**Assignment**. What is the number of lines in the data that include the string "LlmProvider"? Give it by itself.

**Records for this task**.

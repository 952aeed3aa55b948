//! CLI argument parsing

use crate::config::{CliOverrides, LlmProvider};
use clap::Parser;
use std::path::PathBuf;

/// Generate API docs, a changelog and an architecture diagram for a repository
#[derive(Parser, Debug)]
#[command(name = "repodocs")]
#[command(about = "Generate API docs, a changelog and an architecture diagram for a repository")]
#[command(version)]
pub struct Args {
    /// Repository to document (defaults to the current directory)
    pub repo: Option<PathBuf>,

    /// Output directory (defaults to <REPO>/generated-docs)
    pub output: Option<PathBuf>,

    /// Config file path (defaults to <REPO>/repodocs.toml when present)
    #[arg(short, long)]
    pub config: Option<PathBuf>,

    /// Text generation provider (openai, ollama)
    #[arg(long, value_parser = parse_provider)]
    pub provider: Option<LlmProvider>,

    /// Model name passed to the provider
    #[arg(long)]
    pub model: Option<String>,

    /// Number of files summarized in the API reference
    #[arg(long)]
    pub sample_size: Option<usize>,

    /// Most recent commits read for the changelog
    #[arg(long)]
    pub max_commits: Option<usize>,

    /// Glob patterns to exclude (can be repeated)
    #[arg(long)]
    pub exclude: Vec<String>,

    /// Hide progress spinners
    #[arg(short, long)]
    pub quiet: bool,

    /// Verbose output
    #[arg(short, long)]
    pub verbose: bool,
}

impl Args {
    pub fn parse_args() -> Self {
        Parser::parse()
    }

    /// Repository root, falling back to the working directory
    pub fn repo_root(&self) -> PathBuf {
        self.repo.clone().unwrap_or_else(|| PathBuf::from("."))
    }

    /// Config overrides carried by the command line
    pub fn overrides(&self) -> CliOverrides {
        CliOverrides {
            output: self.output.clone(),
            exclude: self.exclude.clone(),
            provider: self.provider,
            model: self.model.clone(),
            sample_size: self.sample_size,
            max_commits: self.max_commits,
        }
    }
}

fn parse_provider(name: &str) -> Result<LlmProvider, String> {
    LlmProvider::from_name(name)
        .ok_or_else(|| format!("unknown provider '{name}' (expected openai or ollama)"))
}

**Response**. 4